Characterize Smith's style of narration. Would you call him objective, subjective, passionate,
deadpan, ironic, humorous, serious? Cite examples to support your assessment.
A popular form of narrative in 19th-century America was the "tall tale," an action-packed story set
in the wild and filled with exaggeration, humor, and the boasts of a colorful protagonist. In what
ways does Smith's account resemble a tall tale?
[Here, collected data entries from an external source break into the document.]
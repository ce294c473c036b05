//! plane-fem example - cantilever plate under an end shear load
//!
//! A 10 x 1 plate fixed along x = 0, loaded by a uniform downward traction on
//! the free end. Meshed once with Quad4 and once with Quad8 elements and
//! compared with the beam-theory tip deflection.

use plane_fem::prelude::*;

const LENGTH: f64 = 10.0;
const HEIGHT: f64 = 1.0;
const LOAD: f64 = -1000.0;

/// Structured mesh of `nx` x `ny` elements
fn cantilever(nx: usize, ny: usize, kind: ElementKind) -> FEMResult<Mesh> {
    let mut mesh = Mesh::new();
    mesh.add_material(Material::steel(0.1));

    // Quad8 meshes live on a grid twice as fine, without element centres
    let step = if kind == ElementKind::Quad8 { 2 } else { 1 };
    let (gx, gy) = (step * nx, step * ny);
    let mut numbers = vec![vec![0usize; gy + 1]; gx + 1];
    let mut next = 1;

    let dy = HEIGHT / gy as f64;

    for i in 0..=gx {
        for j in 0..=gy {
            if step == 2 && i % 2 == 1 && j % 2 == 1 {
                continue;
            }
            let x = LENGTH * i as f64 / gx as f64;
            let y = HEIGHT * j as f64 / gy as f64;
            let mut node = Node::new(next, x, y);
            if i == 0 {
                node = node.fixed();
            }
            if i == gx {
                // Consistent nodal loads of a uniform edge traction
                let share = match (step, j) {
                    (1, j) if j == 0 || j == gy => 0.5,
                    (1, _) => 1.0,
                    (_, j) if j % 2 == 1 => 4.0 / 3.0,
                    (_, j) if j == 0 || j == gy => 1.0 / 3.0,
                    _ => 2.0 / 3.0,
                };
                node = node.with_force(0.0, LOAD * share * dy / HEIGHT);
            }
            mesh.add_node(node)?;
            numbers[i][j] = next;
            next += 1;
        }
    }

    let mut number = 1;
    for ex in 0..nx {
        for ey in 0..ny {
            let (i, j) = (step * ex, step * ey);
            let n = |di: usize, dj: usize| numbers[i + di][j + dj];
            let def = match kind {
                ElementKind::Quad4 => ElementDef::quad4(number, [n(0, 0), n(1, 0), n(1, 1), n(0, 1)], 1),
                ElementKind::Quad8 => ElementDef::quad8(
                    number,
                    [n(0, 0), n(2, 0), n(2, 2), n(0, 2), n(1, 0), n(2, 1), n(1, 2), n(0, 1)],
                    1,
                ),
            };
            mesh.add_element(def)?;
            number += 1;
        }
    }
    Ok(mesh)
}

fn main() -> anyhow::Result<()> {
    env_logger::Builder::from_env(env_logger::Env::default().default_filter_or("warn")).init();

    println!("=== plane-fem Example: Cantilever Plate ===\n");

    let material = Material::steel(0.1);
    let inertia = material.thickness * HEIGHT.powi(3) / 12.0;
    let plane_strain_modulus = material.young / (1.0 - material.poisson.powi(2));
    let beam_tip = LOAD * LENGTH.powi(3) / (3.0 * plane_strain_modulus * inertia);
    println!("Beam theory tip deflection: {:.6e}\n", beam_tip);

    for (kind, nx, ny) in [
        (ElementKind::Quad4, 20, 2),
        (ElementKind::Quad4, 40, 4),
        (ElementKind::Quad8, 10, 1),
        (ElementKind::Quad8, 20, 2),
    ] {
        let mesh = cantilever(nx, ny, kind)?;
        let result = mesh.analyze(&AnalysisOptions::default())?;

        let tip_nodes: Vec<f64> = mesh
            .nodes()
            .iter()
            .filter(|node| node.x == LENGTH)
            .filter_map(|node| result.node_displacement(node.number))
            .map(|d| d.dy)
            .collect();
        let tip = tip_nodes.iter().sum::<f64>() / tip_nodes.len() as f64;

        let summary = &result.summary;
        println!("{} {}x{} ({} DOFs):", kind, nx, ny, summary.total_dofs);
        println!("  Tip deflection: {:.6e} ({:.1}% of beam theory)", tip, 100.0 * tip / beam_tip);
        println!("  Max von Mises: {:.4e} at node {}", summary.max_von_mises, summary.max_von_mises_node);
        println!(
            "  Reactions: FX={:.3}, FY={:.3} (applied FY={:.3})",
            summary.total_reaction[0], summary.total_reaction[1], summary.total_load[1]
        );
        println!();
    }

    println!("=== Analysis Complete ===");
    Ok(())
}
At least one literary scholar has pointed out that self-creation is a common theme in American
literature. Indeed, the individual's ability to mold his or her self fascinated Benjamin Franklin,
Ralph Waldo Emerson, Frederick Douglass, and many other American writers. In what ways is
Captain John Smith a self-creator?
Practicality and labor have been important parts of the American ethos from the settlement of
Jamestown to the modern day. Does Smith's narrative celebrate these principles? Defend your
answer.
One of the most famous stories in American history is that of Pocahontas's rescue of Smith. As
Smith tells it, several of his Indian captors "layd hands on him, dragged him to them, and thereon
laid his head, and being ready with their clubs, to beate out his brains, Pocahontas the Kings
dearest daughter, when no intreaty could prevaile, got his head in her armes, and laid her owne
upon his to save him from death...". Some later readers have questioned the truthfulness of this
account, however. It has been noted, for example, that Smith did not even mention the incident in
his first narrative, and the writer James Branch Cabell has suggested that Smith borrowed the story
from a book the English writer Richard Hakluyt published in 1609 or from any one of many
similar stories that are found around the world (52). Citing details from Smith's writing or his life,
argue that the story is totally true, partially true, or totally false.